All-Filipino Cup results
- Record: 11–12 (47.8%)
- Place: 2nd seed
- Playoff finish: Semis (lost to Tanduay)

Commissioner's Cup results
- Record: 10–5 (66.7%)
- Place: 1st seed
- Playoff finish: Semis (lost to SMB)

Governors Cup results
- Record: 11–7 (61.1%)
- Place: 4th seed
- Playoff finish: Runner-up (lost to SMB)

Alaska Milkmen seasons

= 1999 Alaska Milkmen season =

The 1999 Alaska Milkmen season was the 14th season of the franchise in the Philippine Basketball Association (PBA).

==Draft pick==

| Round | Pick | Player | Nationality | College |
|---|---|---|---|---|
| 1 | 8 | Don Carlos Allado | Philippines | La Salle Manila |

===Direct hire===

| Player | Nationality | College |
|---|---|---|
| James Walkvist | United States |  |

==Summary==
Alaska lost their first three games of the season but came back strongly and had an even four wins and four loss record after the first round of eliminations. The Milkmen were tied with Tanduay and Shell with nine wins and seven losses after 16 games and seeded second. Alaska were forced into a playoff by Purefoods but nonetheless prevailed over the Hotdogs in their do-or-die game to move into the best-of-five semifinal series against the Tanduay Rhum Masters. The Milkmen were beaten in four games and dethrone as champions by the returning PBA ballclub that had a strong frontline composed of powerhouse rookies Eric Menk and Sonny Alvarado.

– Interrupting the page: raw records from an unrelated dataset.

//! Reporting API for the switcher process.
//!
//! Exposes the current scene, a liveness probe for the pipeline, and a
//! manual switch override for operators.

use std::sync::Arc;

use axum::{
    Json, Router,
    extract::{Query, State},
    http::StatusCode,
    response::IntoResponse,
    routing::get,
};
use serde::{Deserialize, Serialize};
use tracing::{info, warn};

use crate::Scene;
use crate::notify::PeerNotifier;
use crate::switcher::{PipelineState, ProgramSwitcher};

/// Shared state for the reporting API.
#[derive(Clone)]
pub struct ApiState {
    pub switcher: Arc<dyn ProgramSwitcher>,
    pub notifier: Arc<PeerNotifier>,
}

#[derive(Debug, Serialize)]
struct SceneResponse {
    scene: Scene,
}

#[derive(Debug, Deserialize)]
struct SwitchParams {
    src: String,
}

/// Build the reporting router.
pub fn router(state: ApiState) -> Router {
    Router::new()
        .route("/scene", get(get_scene))
        .route("/health", get(get_health))
        .route("/switch", get(manual_switch))
        .with_state(state)
}

async fn get_scene(State(state): State<ApiState>) -> Json<SceneResponse> {
    let scene = state
        .switcher
        .current_scene()
        .await
        .unwrap_or(Scene::Fallback);
    Json(SceneResponse { scene })
}

async fn get_health(State(state): State<ApiState>) -> impl IntoResponse {
    match state.switcher.pipeline_state().await {
        PipelineState::Running => (StatusCode::OK, "ok\n".to_string()),
        state => (
            StatusCode::SERVICE_UNAVAILABLE,
            format!("{}\n", state.name()),
        ),
    }
}

/// Manual operator override: `GET /switch?src=live|fallback`.
async fn manual_switch(
    State(state): State<ApiState>,
    Query(params): Query<SwitchParams>,
) -> impl IntoResponse {
    let scene: Scene = match params.src.parse() {
        Ok(scene) => scene,
        Err(_) => {
            return (
                StatusCode::BAD_REQUEST,
                format!("error: unknown source {:?}\n", params.src),
            );
        }
    };

    info!(scene = %scene, "manual switch requested");
    match state.switcher.set_scene(scene).await {
        Ok(()) => {
            let notifier = state.notifier.clone();
            tokio::spawn(async move { notifier.notify(scene).await });
            (StatusCode::OK, format!("switched to {scene}\n"))
        }
        Err(error) => {
            warn!(%error, "manual switch failed");
            (
                StatusCode::INTERNAL_SERVER_ERROR,
                format!("error: {error}\n"),
            )
        }
    }
}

Last year's best import Devin Davis will be playing his first full conference. The defending Commissioner's Cup champions raced on top of the standings with six wins and two losses and had no trouble making it to the next round. Alaska played their last season's championship rival San Miguel Beermen in the best-of-five semifinals. The Milkmen led the series, two games to one, but the Beermen bounces back by winning the last two games to enter in the finals series against Formula Shell as the Milkmen were booted out of the finals picture for the third straight conference.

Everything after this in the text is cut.